Rush Limbaugh is a demagogue, an incendiary and malevolent media figure who traffics in the worst of racism and misogyny, coarsens the civic discourse and mainstreams baseless conspiracy theories. Borrowing the playbook of a 1930s Catholic priest whose radio show reveled in anti-Semitism and fascism, Limbaugh is the Father Coughlin of our age. His radio show is vile.
On Tuesday, President Donald J. Trump awarded Limbaugh the Presidential Medal of Freedom, which had previously been reserved for people whose lives and work lifted the nation — people such as Rosa Parks, Jonas Salk and Walter Cronkite. By awarding it to Limbaugh, the president has saluted a bigot and enshrined his ideology as a national treasure.
Many political scientists and news media pundits would still like to believe that the Trump presidency rests largely on economic upheaval, on the sense of dislocation and alienation in working-class regions that have seen well-paying jobs lost to globalization and automation. And there is, no doubt, a despair in those regions that can be traced to the loss of financial security. But those workers are too easily persuaded that their plight is the fault of Mexicans and Muslims, that their jobs went to unqualified black or brown laborers.
And Limbaugh is their media hero, a man whose decades on the radio moved his dedicated followers to call themselves “Dittoheads.” And what inspired commentary sends them into such rapturous agreement? Here’s one Limbaugh nugget: “I think it’s time to get rid of this whole National Basketball Association. Call it the TBA, the Thug Basketball Association, and stop calling them teams. Call ’em gangs.” Here’s another: “Have you ever noticed how all composite pictures of wanted criminals resemble Jesse Jackson?”
The presidency of Barack Obama sent Limbaugh into reactionary overdrive; he was a committed birther, and he derided any Obama policy that expanded government benefits — even when most of the beneficiaries were white — as “reparations.” In one rant during Obama’s first term, Limbaugh claimed that Obama’s presidency represented the opportunity for people of color to “use their power as a means of retribution. That’s what Obama’s about. … He’s angry, he’s gon’ cut this country down to size, he’s gon’ make it pay for … its mistreatment of minorities.”
Limbaugh also has full reservoirs of misogyny with which to drench women who dare seek equal treatment under the law. When a Georgetown University student named Sandra Fluke testified before Congress, seeking to have health insurance cover contraceptives, Limbaugh went on a vicious tear, denouncing her as a “slut” and a “prostitute.” He made the term “feminazi” a mainstream slur describing any woman who believes that she should have full citizenship. “Feminism,” he once declared, “was established so as to allow unattractive women easier access to the mainstream of society.”

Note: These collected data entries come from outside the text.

//! A lazy, restartable view of a slice of containers as one flat sequence.
//!
//! The same adaptor walks the accumulator's locked shards and a batch of
//! per-query result lists. Empty containers are skipped eagerly so that every
//! non-end position points at a real element, which keeps position equality
//! meaningful.

use std::iter::{FusedIterator, Peekable};

/// Cursor coordinates of a [`Flattened`] sequence.
#[derive(Debug, Clone, Copy, PartialEq, Eq)]
pub enum Position {
    /// Element `inner` of container `outer`.
    At { outer: usize, inner: usize },
    /// Every container has been exhausted.
    End,
}

pub struct Flattened<'a, C, I: Iterator, F> {
    outer: &'a [C],
    open: F,
    outer_pos: usize,
    inner: Option<Peekable<I>>,
    inner_pos: usize,
}

/// A [`Flattened`] sequence over containers that iterate by reference.
pub type FlattenedRefs<'a, C> =
    Flattened<'a, C, <&'a C as IntoIterator>::IntoIter, fn(&'a C) -> <&'a C as IntoIterator>::IntoIter>;

impl<'a, C> FlattenedRefs<'a, C>
where
    &'a C: IntoIterator,
{
    pub fn new(outer: &'a [C]) -> Self {
        Self::with(outer, <&'a C as IntoIterator>::into_iter)
    }
}

impl<'a, C, I, F> Flattened<'a, C, I, F>
where
    I: Iterator,
    F: Fn(&'a C) -> I,
{
    /// Flatten `outer`, opening each container with `open`.
    pub fn with(outer: &'a [C], open: F) -> Self {
        let mut seq = Self { outer, open, outer_pos: 0, inner: None, inner_pos: 0 };
        seq.settle();
        seq
    }

    pub fn position(&self) -> Position {
        if self.outer_pos == self.outer.len() {
            Position::End
        } else {
            Position::At { outer: self.outer_pos, inner: self.inner_pos }
        }
    }

    /// Move the cursor back to the first element.
    pub fn rewind(&mut self) {
        self.outer_pos = 0;
        self.inner = None;
        self.inner_pos = 0;
        self.settle();
    }

    // Advance the outer cursor past empty containers.
    fn settle(&mut self) {
        let outer = self.outer;
        while self.outer_pos < outer.len() {
            if self.inner.is_none() {
                self.inner_pos = 0;
                self.inner = Some((self.open)(&outer[self.outer_pos]).peekable());
            }
            if self.inner.as_mut().is_some_and(|inner| inner.peek().is_some()) {
                return;
            }
            self.inner = None;
            self.outer_pos += 1;
        }
    }
}

impl<'a, C, I, F> Iterator for Flattened<'a, C, I, F>
where
    I: Iterator,
    F: Fn(&'a C) -> I,
{
    type Item = I::Item;

    fn next(&mut self) -> Option<Self::Item> {
        let inner = self.inner.as_mut()?;
        let item = inner.next()?;
        self.inner_pos += 1;
        if inner.peek().is_none() {
            self.inner = None;
            self.outer_pos += 1;
            self.settle();
        }
        Some(item)
    }
}

impl<'a, C, I, F> FusedIterator for Flattened<'a, C, I, F>
where
    I: Iterator,
    F: Fn(&'a C) -> I,
{
}

impl<'a, C, I, F> Clone for Flattened<'a, C, I, F>
where
    I: Iterator + Clone,
    I::Item: Clone,
    F: Clone,
{
    fn clone(&self) -> Self {
        Self {
            outer: self.outer,
            open: self.open.clone(),
            outer_pos: self.outer_pos,
            inner: self.inner.clone(),
            inner_pos: self.inner_pos,
        }
    }
}

/// Two cursors are equal when they walk the same containers and sit at the
/// same position; all exhausted cursors over the same containers are equal.
impl<'a, C, I, F> PartialEq for Flattened<'a, C, I, F>
where
    I: Iterator,
    F: Fn(&'a C) -> I,
{
    fn eq(&self, other: &Self) -> bool {
        std::ptr::eq(self.outer, other.outer) && self.position() == other.position()
    }
}

#[cfg(test)]
mod tests {
    use super::*;

    #[test]
    fn concatenates_and_skips_empty_containers() {
        let nested: Vec<Vec<i32>> = vec![vec![], vec![1, 2], vec![], vec![], vec![3], vec![]];
        let flat: Vec<i32> = Flattened::new(&nested).copied().collect();
        assert_eq!(flat, vec![1, 2, 3]);
    }

    #[test]
    fn all_empty_is_immediately_at_end() {
        let nested: Vec<Vec<i32>> = vec![vec![], vec![]];
        let seq = Flattened::new(&nested);
        assert_eq!(seq.position(), Position::End);

        let none: Vec<Vec<i32>> = Vec::new();
        assert_eq!(Flattened::new(&none).count(), 0);
    }

    #[test]
    fn positions_track_outer_and_inner_cursors() {
        let nested = vec![vec!['a', 'b'], vec![], vec!['c']];
        let mut seq = Flattened::new(&nested);
        assert_eq!(seq.position(), Position::At { outer: 0, inner: 0 });
        seq.next();
        assert_eq!(seq.position(), Position::At { outer: 0, inner: 1 });
        seq.next();
        assert_eq!(seq.position(), Position::At { outer: 2, inner: 0 });
        seq.next();
        assert_eq!(seq.position(), Position::End);
        assert_eq!(seq.next(), None);
    }

    #[test]
    fn equality_and_restart() {
        let nested = vec![vec![1, 2], vec![3]];
        let mut a = Flattened::new(&nested);
        let b = a.clone();
        assert!(a == b);
        a.next();
        assert!(a != b);

        let mut end_a = Flattened::new(&nested);
        end_a.by_ref().for_each(drop);
        let mut end_b = Flattened::new(&nested);
        end_b.by_ref().for_each(drop);
        assert!(end_a == end_b);

        a.rewind();
        assert!(a == b);
        assert_eq!(a.copied().collect::<Vec<_>>(), vec![1, 2, 3]);
    }

    #[test]
    fn custom_opener() {
        let nested = vec!["ab".to_string(), String::new(), "c".to_string()];
        let chars: String = Flattened::with(&nested, |s| s.chars()).collect();
        assert_eq!(chars, "abc");
    }
}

To round out his repertoire of abhorrent and baseless attacks, he once mocked the actor Michael J. Fox, who suffers from Parkinson’s disease, on the air, accusing him of exaggerating his symptoms. Fox had made a political ad in support of stem cell research, which scientists said might lead to a cure for Parkinson’s, and viewers could see his pronounced tremors. “He is moving all around and shaking, and it’s purely an act,” Limbaugh insisted.
Of course, all that bigotry and bullying made him the perfect recipient of an award from Trump, who has channeled the same base impulses to power his way to the presidency. Indeed, Limbaugh helped pave the way for Trump. The talk radio meister made insults, cheap provocations and racist assaults on people of color commonplace — even entertaining — for a certain voting bloc. They were ready to welcome the bombastic reality TV host.
When Trump entered the political arena as a birther — insisting that Obama was not born in the United States and was therefore illegitimate — his base was already primed for it. When Trump was caught on audio tape bragging that he had sexually assaulted women, Limbaugh had already laid the groundwork for a presidency dismissive of common decency.
By awarding Limbaugh the Presidential Medal of Freedom, Trump has not succeeded in cheapening the award. Its distinctions will endure. But he has elevated Limbaugh’s racism, misogyny and free-floating malevolence, enshrining them as centerpieces of his presidency.